What is required: Among the lines of the data, copy those that hold "write".

Record extracts:

****************

use std::{error::Error, fmt::Display, sync::Arc};

use axum::{Json, http::StatusCode, response::IntoResponse};
use tokio_util::sync::CancellationToken;

use crate::{
    config::Settings,
    db::Db,
    debrid::DebridHttp,
    indexers::IndexerClients,
    kv::KvCache,
    metadata::MetadataProvidersStack,
    torrent_processor::TorrentProcessor,
};

#[derive(Debug, Clone)]
pub struct AppState {
    pub settings: &'static Settings,
    pub db: Db,
    pub kv: KvCache,
    pub providers_stack: &'static MetadataProvidersStack,
    pub indexer_clients: &'static IndexerClients,
    pub debrid_http: &'static DebridHttp,
    pub torrent_processor: Arc<TorrentProcessor>,
    /// Client used only for proxied playback traffic. May be routed through
    /// an outbound proxy while the rest of the process talks directly.
    pub playback_client: reqwest::Client,
    pub cancellation_token: CancellationToken,
}

#[derive(Debug, Clone, serde::Serialize)]
pub struct AppError {
    pub message: String,
    #[serde(skip)]
    pub kind: AppErrorKind,
}

#[derive(Debug, Clone, PartialEq)]
pub enum AppErrorKind {
    BadRequest,
    Unauthorized,
    NotFound,
    ServiceUnavailable,
    InternalError,
}

impl Error for AppError {}

impl Display for AppError {
    fn fmt(&self, f: &mut std::fmt::Formatter<'_>) -> std::fmt::Result {
        match self.kind {
            AppErrorKind::BadRequest => write!(f, "Bad Request: {}", self.message),
            AppErrorKind::Unauthorized => write!(f, "Unauthorized: {}", self.message),
            AppErrorKind::NotFound => write!(f, "Not Found: {}", self.message),
            AppErrorKind::ServiceUnavailable => {
                write!(f, "Service Unavailable: {}", self.message)
            }
            AppErrorKind::InternalError => write!(f, "Internal Error: {}", self.message),
        }
    }
}

impl From<AppErrorKind> for StatusCode {
    fn from(val: AppErrorKind) -> Self {
        match val {
            AppErrorKind::BadRequest => StatusCode::BAD_REQUEST,
            AppErrorKind::Unauthorized => StatusCode::UNAUTHORIZED,
            AppErrorKind::NotFound => StatusCode::NOT_FOUND,
            AppErrorKind::ServiceUnavailable => StatusCode::SERVICE_UNAVAILABLE,
            AppErrorKind::InternalError => StatusCode::INTERNAL_SERVER_ERROR,
        }
    }
}

impl From<anyhow::Error> for AppError {
    fn from(err: anyhow::Error) -> Self {
        Self {
            message: err.to_string(),
            kind: AppErrorKind::InternalError,
        }
    }
}

impl From<sqlx::Error> for AppError {
    fn from(value: sqlx::Error) -> Self {
        match value {
            sqlx::Error::RowNotFound => AppError {
                message: "Database row not found".to_string(),
                kind: AppErrorKind::NotFound,
            },
            rest => AppError {
                message: rest.to_string(),
                kind: AppErrorKind::InternalError,
            },
        }
    }
}

impl From<std::io::Error> for AppError {
    fn from(value: std::io::Error) -> Self {
        AppError {
            message: value.to_string(),
            kind: AppErrorKind::InternalError,
        }
    }
}

impl From<reqwest::Error> for AppError {
    fn from(value: reqwest::Error) -> Self {
        AppError {
            message: value.to_string(),
            kind: AppErrorKind::InternalError,
        }
    }
}

impl From<redis::RedisError> for AppError {
    fn from(value: redis::RedisError) -> Self {
        AppError {
            message: value.to_string(),
            kind: AppErrorKind::InternalError,
        }
    }
}

impl From<serde_json::Error> for AppError {
    fn from(value: serde_json::Error) -> Self {
        AppError {
            message: value.to_string(),
            kind: AppErrorKind::BadRequest,
        }
    }
}

impl AppError {
    pub fn new(message: impl AsRef<str>, kind: AppErrorKind) -> Self {
        Self {
            message: message.as_ref().into(),
            kind,
        }
    }

    pub fn bad_request(msg: impl AsRef<str>) -> AppError {
        Self::new(msg, AppErrorKind::BadRequest)
    }

    pub fn unauthorized(msg: impl AsRef<str>) -> AppError {
        Self::new(msg, AppErrorKind::Unauthorized)
    }

    pub fn not_found(msg: impl AsRef<str>) -> AppError {
        Self::new(msg, AppErrorKind::NotFound)
    }

    pub fn unavailable(msg: impl AsRef<str>) -> AppError {
        Self::new(msg, AppErrorKind::ServiceUnavailable)
    }

    pub fn internal_error(msg: impl AsRef<str>) -> AppError {
        Self::new(msg, AppErrorKind::InternalError)
    }
}

impl IntoResponse for AppError {
    fn into_response(self) -> axum::response::Response {
        let status: StatusCode = self.kind.clone().into();
        (status, Json(self)).into_response()
    }
}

****************

Problem solution:
            AppErrorKind::BadRequest => write!(f, "Bad Request: {}", self.message),
            AppErrorKind::Unauthorized => write!(f, "Unauthorized: {}", self.message),
            AppErrorKind::NotFound => write!(f, "Not Found: {}", self.message),
                write!(f, "Service Unavailable: {}", self.message)
            AppErrorKind::InternalError => write!(f, "Internal Error: {}", self.message),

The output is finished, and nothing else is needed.